• **What you will do**
Go through the records and report each line in which the word "being" occurs.

• **Information provided**

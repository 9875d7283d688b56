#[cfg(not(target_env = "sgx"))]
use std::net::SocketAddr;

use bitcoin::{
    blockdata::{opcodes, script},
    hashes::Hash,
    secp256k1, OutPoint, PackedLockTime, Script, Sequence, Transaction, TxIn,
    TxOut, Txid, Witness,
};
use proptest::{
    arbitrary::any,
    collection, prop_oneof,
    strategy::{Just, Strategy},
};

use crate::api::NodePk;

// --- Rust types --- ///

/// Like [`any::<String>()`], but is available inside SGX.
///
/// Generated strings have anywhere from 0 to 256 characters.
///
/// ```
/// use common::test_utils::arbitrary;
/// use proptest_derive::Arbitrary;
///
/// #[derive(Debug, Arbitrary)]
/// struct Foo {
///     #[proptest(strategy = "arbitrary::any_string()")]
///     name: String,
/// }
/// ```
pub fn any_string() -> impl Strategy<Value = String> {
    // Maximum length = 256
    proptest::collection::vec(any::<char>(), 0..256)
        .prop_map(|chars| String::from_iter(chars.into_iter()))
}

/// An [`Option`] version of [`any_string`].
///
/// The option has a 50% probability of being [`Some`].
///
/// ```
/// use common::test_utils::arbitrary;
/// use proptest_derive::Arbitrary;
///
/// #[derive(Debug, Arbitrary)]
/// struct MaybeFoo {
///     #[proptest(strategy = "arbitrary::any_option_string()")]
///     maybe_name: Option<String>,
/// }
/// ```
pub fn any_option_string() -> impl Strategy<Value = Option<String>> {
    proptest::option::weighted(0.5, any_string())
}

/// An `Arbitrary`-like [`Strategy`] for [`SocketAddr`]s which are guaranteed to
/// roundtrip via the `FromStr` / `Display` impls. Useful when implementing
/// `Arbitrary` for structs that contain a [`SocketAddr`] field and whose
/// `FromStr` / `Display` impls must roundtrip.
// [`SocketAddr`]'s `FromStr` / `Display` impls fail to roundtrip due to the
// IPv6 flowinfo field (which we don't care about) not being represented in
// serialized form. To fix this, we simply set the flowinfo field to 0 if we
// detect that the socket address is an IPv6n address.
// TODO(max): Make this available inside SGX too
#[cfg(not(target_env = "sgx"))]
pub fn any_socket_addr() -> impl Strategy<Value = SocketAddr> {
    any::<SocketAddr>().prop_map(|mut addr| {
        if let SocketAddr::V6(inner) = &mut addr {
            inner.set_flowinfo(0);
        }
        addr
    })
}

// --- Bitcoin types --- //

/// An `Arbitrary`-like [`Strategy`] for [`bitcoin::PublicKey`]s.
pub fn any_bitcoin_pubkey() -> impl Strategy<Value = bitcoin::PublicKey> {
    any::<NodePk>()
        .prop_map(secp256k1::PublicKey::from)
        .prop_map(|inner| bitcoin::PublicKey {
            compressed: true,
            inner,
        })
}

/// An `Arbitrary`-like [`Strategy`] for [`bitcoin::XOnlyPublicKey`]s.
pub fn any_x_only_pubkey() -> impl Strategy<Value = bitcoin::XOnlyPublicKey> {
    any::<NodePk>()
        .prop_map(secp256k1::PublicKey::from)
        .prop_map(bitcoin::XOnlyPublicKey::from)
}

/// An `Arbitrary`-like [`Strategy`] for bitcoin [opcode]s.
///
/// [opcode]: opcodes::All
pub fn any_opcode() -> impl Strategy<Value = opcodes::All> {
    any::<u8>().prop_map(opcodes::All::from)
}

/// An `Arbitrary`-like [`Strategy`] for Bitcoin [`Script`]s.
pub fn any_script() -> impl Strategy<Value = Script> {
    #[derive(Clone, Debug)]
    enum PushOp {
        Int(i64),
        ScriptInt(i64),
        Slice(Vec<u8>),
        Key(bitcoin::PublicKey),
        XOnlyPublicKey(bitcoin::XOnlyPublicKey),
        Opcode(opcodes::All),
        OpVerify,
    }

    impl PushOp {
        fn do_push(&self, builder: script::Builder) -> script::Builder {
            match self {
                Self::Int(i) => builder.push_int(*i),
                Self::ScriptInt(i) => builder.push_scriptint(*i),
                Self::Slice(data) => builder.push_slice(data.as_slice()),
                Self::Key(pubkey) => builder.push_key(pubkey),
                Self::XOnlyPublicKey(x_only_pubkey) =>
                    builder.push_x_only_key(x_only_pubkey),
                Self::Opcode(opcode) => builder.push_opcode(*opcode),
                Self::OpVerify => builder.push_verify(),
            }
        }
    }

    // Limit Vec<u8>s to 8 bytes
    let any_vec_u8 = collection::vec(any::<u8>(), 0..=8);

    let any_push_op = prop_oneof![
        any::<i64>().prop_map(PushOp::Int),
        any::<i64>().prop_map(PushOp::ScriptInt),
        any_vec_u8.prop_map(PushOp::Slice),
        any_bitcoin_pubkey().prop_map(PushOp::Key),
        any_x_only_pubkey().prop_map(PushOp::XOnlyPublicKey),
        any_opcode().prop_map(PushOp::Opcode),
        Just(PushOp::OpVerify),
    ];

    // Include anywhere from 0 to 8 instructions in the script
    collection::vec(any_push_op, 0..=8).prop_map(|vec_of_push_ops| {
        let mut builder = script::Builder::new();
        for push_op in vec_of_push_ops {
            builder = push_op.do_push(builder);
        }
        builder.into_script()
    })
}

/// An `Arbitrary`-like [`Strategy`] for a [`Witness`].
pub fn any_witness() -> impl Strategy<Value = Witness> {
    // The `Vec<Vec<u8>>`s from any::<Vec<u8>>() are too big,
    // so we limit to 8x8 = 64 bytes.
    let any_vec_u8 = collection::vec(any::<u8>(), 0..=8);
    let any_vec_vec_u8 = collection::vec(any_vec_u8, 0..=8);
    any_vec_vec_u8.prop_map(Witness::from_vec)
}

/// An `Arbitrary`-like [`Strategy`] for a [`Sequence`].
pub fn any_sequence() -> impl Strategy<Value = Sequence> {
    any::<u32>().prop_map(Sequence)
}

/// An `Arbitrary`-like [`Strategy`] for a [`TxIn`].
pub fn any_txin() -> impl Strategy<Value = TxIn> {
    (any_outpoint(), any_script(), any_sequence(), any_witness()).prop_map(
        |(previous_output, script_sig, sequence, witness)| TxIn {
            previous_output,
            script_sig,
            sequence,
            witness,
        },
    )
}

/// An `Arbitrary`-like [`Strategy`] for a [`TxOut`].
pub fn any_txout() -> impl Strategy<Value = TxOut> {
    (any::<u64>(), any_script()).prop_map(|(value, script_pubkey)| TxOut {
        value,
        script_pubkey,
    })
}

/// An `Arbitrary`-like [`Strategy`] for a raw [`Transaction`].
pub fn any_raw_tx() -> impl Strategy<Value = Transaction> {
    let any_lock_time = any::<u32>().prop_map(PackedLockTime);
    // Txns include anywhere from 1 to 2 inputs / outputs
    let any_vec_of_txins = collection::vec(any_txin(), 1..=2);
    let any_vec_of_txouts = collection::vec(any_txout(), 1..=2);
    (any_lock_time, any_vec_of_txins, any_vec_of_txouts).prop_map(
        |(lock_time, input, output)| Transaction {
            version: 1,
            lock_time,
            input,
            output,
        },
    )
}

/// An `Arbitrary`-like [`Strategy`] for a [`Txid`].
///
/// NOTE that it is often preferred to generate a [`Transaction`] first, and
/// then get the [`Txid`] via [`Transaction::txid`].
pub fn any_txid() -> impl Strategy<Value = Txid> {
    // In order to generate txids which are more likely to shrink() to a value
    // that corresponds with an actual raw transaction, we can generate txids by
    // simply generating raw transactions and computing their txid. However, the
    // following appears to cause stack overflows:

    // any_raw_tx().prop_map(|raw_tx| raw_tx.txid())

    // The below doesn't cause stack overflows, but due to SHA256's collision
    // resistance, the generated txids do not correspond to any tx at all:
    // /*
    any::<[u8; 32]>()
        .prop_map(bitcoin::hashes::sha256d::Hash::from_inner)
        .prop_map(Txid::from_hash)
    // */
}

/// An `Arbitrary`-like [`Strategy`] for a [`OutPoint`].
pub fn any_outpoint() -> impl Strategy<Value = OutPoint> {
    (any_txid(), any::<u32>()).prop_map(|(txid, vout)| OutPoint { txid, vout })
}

• **Worked solution**
/// The option has a 50% probability of being [`Some`].
// IPv6 flowinfo field (which we don't care about) not being represented in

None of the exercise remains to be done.